Wwise/FMOD Integration

Key abstractions:

  • Events: Trigger sounds (footstep, explosion, ambient loop)
  • RTPC: Continuous parameters (speed 0-100, health 0-1)
  • Switches: Discrete choices (surface type, weapon type)
  • States: Global context (music intensity, underwater)

```cpp

// Material-aware footsteps via Wwise

void OnFootDown(FHitResult& hit) {

FString surface = DetectSurface(hit.PhysMaterial);

float speed = GetVelocity().Size();

SetSwitch("Surface", surface, this); // Concrete/Wood/Metal

SetRTPCValue("Impact_Force", speed/600.0f); // 0-1 normalized

PostEvent(FootstepEvent, this);

}

```

UI/UX Sound Design

Principles for app sounds:

  1. Subtle - UI sounds at -18 to -24dB
  2. Short - 50-200ms for most interactions
  3. Consistent - Same family/timbre across app
  4. Accessible - Don't rely solely on audio for feedback
  5. Haptic-paired - iOS haptics should match audio characteristics

Sound types:

| Category | Examples | Duration | Character |

|----------|----------|----------|-----------|

| Tap feedback | Button, toggle | 30-80ms | Soft, high-frequency click |

| Success | Save, send, complete | 150-300ms | Rising, positive tone |

| Error | Invalid, failed | 200-400ms | Descending, minor tone |

| Notification | Alert, reminder | 300-800ms | Distinctive, attention-getting |

| Transition | Screen change, modal | 100-250ms | Whoosh, subtle movement |

iOS/Android Audio Sessions

iOS AVAudioSession categories:

  • .ambient - Mixes with other audio, silenced by ringer
  • .playback - Interrupts other audio, ignores ringer
  • .playAndRecord - For voice apps
  • .soloAmbient - Default, silences other audio

Critical handlers:

  • Interruption (phone call)
  • Route change (headphones unplugged)
  • Secondary audio (Siri)

```swift

// Proper iOS audio session setup

func configureAudioSession() {

let session = AVAudioSession.sharedInstance()

try? session.setCategory(.playback, mode: .default, options: [.mixWithOthers])
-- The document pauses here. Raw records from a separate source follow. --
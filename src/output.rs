//! Rendering of command results as text or JSON.

use std::fmt::Write as _;

use anyhow::{Context, Result};
use chrono::NaiveDate;
use kalends_period::{DateRange, PeriodKind, TrimPolicy};
use serde::Serialize;

use crate::config::OutputFormat;

/// Term ranges computed for an interval.
#[derive(Debug, Serialize)]
pub struct RangesReport {
    pub period: PeriodKind,
    pub trim: TrimPolicy,
    pub ranges: Vec<DateRange>,
}

/// Start and end boundaries computed for an interval.
#[derive(Debug, Serialize)]
pub struct BoundariesReport {
    pub period: PeriodKind,
    pub trim: TrimPolicy,
    pub starts: Vec<NaiveDate>,
    pub ends: Vec<NaiveDate>,
}

/// The term containing a date and its neighbours.
#[derive(Debug, Serialize)]
pub struct PeriodReport {
    pub period: PeriodKind,
    pub date: NaiveDate,
    pub start_of_current: NaiveDate,
    pub end_of_current: NaiveDate,
    pub start_of_next: NaiveDate,
    pub end_of_previous: NaiveDate,
}

/// Something that can be printed in every [`OutputFormat`].
pub trait Render: Serialize {
    fn render_text(&self) -> String;

    fn render(&self, format: OutputFormat) -> Result<String> {
        match format {
            OutputFormat::Text => Ok(self.render_text()),
            OutputFormat::Json => {
                serde_json::to_string_pretty(self).context("failed to serialize output as JSON")
            }
        }
    }
}

impl Render for RangesReport {
    fn render_text(&self) -> String {
        let mut out = String::new();
        for range in &self.ranges {
            let _ = writeln!(out, "{range}");
        }
        out
    }
}

impl Render for BoundariesReport {
    fn render_text(&self) -> String {
        let mut out = String::from("starts:\n");
        for date in &self.starts {
            let _ = writeln!(out, "  {date}");
        }
        out.push_str("ends:\n");
        for date in &self.ends {
            let _ = writeln!(out, "  {date}");
        }
        out
    }
}

impl Render for PeriodReport {
    fn render_text(&self) -> String {
        format!(
            "period:           {}\n\
             date:             {}\n\
             start of current: {}\n\
             end of current:   {}\n\
             start of next:    {}\n\
             end of previous:  {}\n",
            self.period,
            self.date,
            self.start_of_current,
            self.end_of_current,
            self.start_of_next,
            self.end_of_previous,
        )
    }
}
try? session.setActive(true)

NotificationCenter.default.addObserver(

self,

selector: #selector(handleInterruption),

name: AVAudioSession.interruptionNotification,

object: nil

)

}

```

Performance Targets

| Operation | CPU Time | Notes |

|-----------|----------|-------|

| HRTF convolution (512-tap) | ~2ms/source | Use FFT overlap-add |

| Ambisonic encode | ~0.1ms/source | Very efficient |

| Ambisonic decode (binaural) | ~1ms total | Supports many sources |

| Procedural footstep | ~1-2ms | vs 500KB per sample |

| Wind synthesis | ~0.5ms/frame | Real-time streaming |

| Wwise event post | <0.1ms | Negligible |

| iOS audio callback | 5-10ms budget | At 48kHz/512 samples |

Budget guideline: Audio should use 5-10% of frame time.

Quick Reference

Spatial Audio Decision Tree

  • VR with head tracking? β†’ Ambisonics
  • Few important sources? β†’ Full HRTF
  • Many background sources? β†’ Simple panning + distance rolloff
  • Mobile with limited CPU? β†’ Binaural (simple) or panning

When to Use Procedural Audio

  • Environmental (wind, rain, fire) β†’ Always procedural
  • Footsteps β†’ Procedural for large games, samples for small
  • UI sounds β†’ Generated once, then cached
  • Impacts/explosions β†’ Hybrid (procedural + sample layers)

Platform Audio Sessions

  • Game with music: .ambient + mixWithOthers
  • Meditation/focus app: .playback (interrupt music)
  • Voice chat: .playAndRecord
  • Video player: .playback

Integrates With

  • voice-audio-engineer - Voice synthesis and TTS
  • vr-avatar-engineer - VR audio + avatar integration
  • metal-shader-expert - GPU audio processing
  • native-app-designer - App UI sound integration

---

For detailed implementations: See /references/implementations.md

Remember: Great audio is invisibleβ€”players feel it, don't notice it. Focus on supporting the experience, not showing off. Procedural audio saves memory and eliminates repetition. Always respect CPU budgets and platform audio session requirements.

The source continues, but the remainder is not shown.